Nesse sentido, o Projeto CombinAção buscou convocar os adultos no diálogo com as crianças e empreender uma analítica da ‘subjetividade pública’ de crianças a partir da pergunta: como a criança compartilha e constrói um ‘mundo comum’ com os adultos? A partir dessa pergunta motivadora, buscou-se compreender de que formas, e em que condições, as crianças estabelecem modos de agir em conjunto e coletivamente e como participam da construção da vida social nos dias de hoje, especificamente na vida escolar.
Sem a valorização da palavra da criança – deste sujeito que tem sido historicamente visto como ‘inferior’, ‘frágil’ e ‘incompetente cognitivamente’ – não se pode conceber um projeto educacional que seja mais democrático, e também, mais prazeroso e interessante, tanto para as crianças, como para os adultos. Por isso, o projeto se fundamenta na premissa de que a transmissão educacional deve se apoiar em colaboração mútua e co-participação. Nesse sentido, dá- se a importância ao que as crianças têm a falar sobre as atividades coletivas que empreendem juntos e que dá sentido às suas vivências na escola.
Seguindo essa lógica, a partir de uma perspectiva teórica que compreende a ação como resultado de processos de construção e negociação de uma realidade social (Castro, Grisolia, 2016; Castro, 2016, 2018), pretendeu-se compreender como as crianças agem para fazer valer o que acham importante para elas, mesmo quando posicionadas em subordinação aos adultos como acontece no contexto escolar.
A escola constitui um contexto particular e relevante para a investigação empírica da emergência de “comuns” para as crianças. Na escola as crianças se encontram com pares e podem usufruir de experiências marcantes e significativas com eles.
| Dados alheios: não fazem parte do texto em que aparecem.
use rand::rngs::StdRng;
use rand::SeedableRng;
use std::collections::HashSet;
use std::net::TcpListener;
use std::time::Duration;
use testenv_common::{HarnessError, PortRange};
use testenv_server::config::AllocatorConfig;
use testenv_server::ports::{
    allocate_port, find_free_port, find_free_port_with_rng, is_port_in_use, localhost_random_port,
    random_port_address,
};

const PROBE_TIMEOUT: Duration = Duration::from_millis(1000);

// --- find_free_port with a fake probe ---

#[test]
fn test_all_ports_occupied_exhausts_attempts() {
    let mut probes = 0;
    let result = find_free_port(PortRange::DEFAULT, 100, |_| {
        probes += 1;
        true
    });

    assert!(matches!(
        result,
        Err(HarnessError::NoFreePortAvailable { attempts: 100, min: 8081, max: 8999 })
    ));
    assert_eq!(probes, 100, "every attempt must probe exactly once");
}

#[test]
fn test_returns_first_free_candidate() {
    let mut probed = Vec::new();
    let port = find_free_port(PortRange::DEFAULT, 100, |candidate| {
        probed.push(candidate);
        probed.len() < 4
    })
    .unwrap();

    assert_eq!(probed.len(), 4);
    assert_eq!(port, *probed.last().unwrap());
}

#[test]
fn test_free_port_lies_within_range() {
    let range = PortRange::new(9000, 9009).unwrap();
    for _ in 0..500 {
        let port = find_free_port(range, 100, |_| false).unwrap();
        assert!(range.contains(port), "port {port} outside {range}");
    }
}

#[test]
fn test_candidates_cover_the_range() {
    let range = PortRange::new(9000, 9004).unwrap();
    let mut seen = HashSet::new();
    let mut rng = StdRng::seed_from_u64(7);
    // Occupied forever, so every draw is recorded
    let _ = find_free_port_with_rng(range, 200, &mut rng, |candidate| {
        seen.insert(candidate);
        true
    });
    assert_eq!(seen, (9000..=9004).collect::<HashSet<u16>>());
}

#[test]
fn test_same_seed_same_port() {
    let range = PortRange::DEFAULT;
    let a = find_free_port_with_rng(range, 100, &mut StdRng::seed_from_u64(42), |_| false).unwrap();
    let b = find_free_port_with_rng(range, 100, &mut StdRng::seed_from_u64(42), |_| false).unwrap();
    assert_eq!(a, b);
}

#[test]
fn test_single_port_range() {
    let range = PortRange::new(9123, 9123).unwrap();
    assert_eq!(find_free_port(range, 1, |_| false).unwrap(), 9123);
    assert!(matches!(
        find_free_port(range, 3, |_| true),
        Err(HarnessError::NoFreePortAvailable { attempts: 3, min: 9123, max: 9123 })
    ));
}

#[test]
fn test_zero_attempts_never_probes() {
    let mut probes = 0;
    let result = find_free_port(PortRange::DEFAULT, 0, |_| {
        probes += 1;
        false
    });
    assert!(matches!(result, Err(HarnessError::NoFreePortAvailable { attempts: 0, .. })));
    assert_eq!(probes, 0);
}

// --- network probe ---

#[test]
fn test_is_port_in_use_detects_listener() {
    let listener = TcpListener::bind("127.0.0.1:0").unwrap();
    let port = listener.local_addr().unwrap().port();

    assert!(is_port_in_use("127.0.0.1", port, PROBE_TIMEOUT));

    drop(listener);
    assert!(!is_port_in_use("127.0.0.1", port, PROBE_TIMEOUT));
}

#[test]
fn test_is_port_in_use_unresolvable_host_counts_as_free() {
    assert!(!is_port_in_use("no-such-host.invalid", 8081, PROBE_TIMEOUT));
}

#[test]
fn test_allocate_port_is_observably_free() {
    let config = AllocatorConfig::default();
    let port = allocate_port(&config).unwrap();

    assert!(config.range.contains(port));
    assert!(!is_port_in_use("localhost", port, PROBE_TIMEOUT));
    // Nothing else claimed it in the meantime, so we can bind it ourselves
    assert!(TcpListener::bind(("127.0.0.1", port)).is_ok());
}

#[test]
fn test_allocate_port_gives_up_when_range_is_held() {
    let listener = TcpListener::bind("127.0.0.1:0").unwrap();
    let port = listener.local_addr().unwrap().port();
    let config = AllocatorConfig {
        range: PortRange::new(port, port).unwrap(),
        max_attempts: 3,
        probe_timeout_ms: 1000,
        host: "127.0.0.1".to_string(),
    };

    assert!(matches!(
        allocate_port(&config),
        Err(HarnessError::NoFreePortAvailable { attempts: 3, .. })
    ));
}

#[test]
fn test_random_port_address_uses_config_host() {
    let config = AllocatorConfig { host: "127.0.0.1".to_string(), ..AllocatorConfig::default() };
    let base = random_port_address(&config).unwrap();
    assert_eq!(base.host(), "127.0.0.1");
    assert_eq!(base.scheme(), "http");
    assert!(config.range.contains(base.port()));
}

#[test]
fn test_localhost_random_port() {
    let base = localhost_random_port().unwrap();
    assert_eq!(base.host(), "localhost");
    assert!(AllocatorConfig::from_env().unwrap().range.contains(base.port()));
    assert_eq!(base.to_string(), format!("http://localhost:{}", base.port()));
}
Ao mesmo tempo, na relação com os adultos, sobretudo os/as professores/as, têm que aprender a negociar novas formas de relação intergeracional e valores.
Em muitos casos, é a escola que proporciona os primeiros vínculos com outros que não lhes são familiares – pares ou adultos – com os quais têm que aprender a agir nas diversas situações de tensão, desacordo e conflito. Tendo isso em vista, o Projeto CombinAção pretendeu compreender os deslocamentos contemporâneos das relações intergeracionais, modificadas pela emergência de uma cultura de direitos da criança, e também de suas novas posições de sujeito (por ex. a de consumidor) (Castro et al., 2013; Castro, Lara, 2016; Castro, Tumolo, 2019).
Neste projeto, através de dispositivos como as oficinas, rodas de conversa, feitura de tarefas que demandam decisões coletivas e outras formas de fazer junto, convidamos as crianças a falar, discutir e fazer, na direção do que parece importante assegurar para a vida coletiva na escola.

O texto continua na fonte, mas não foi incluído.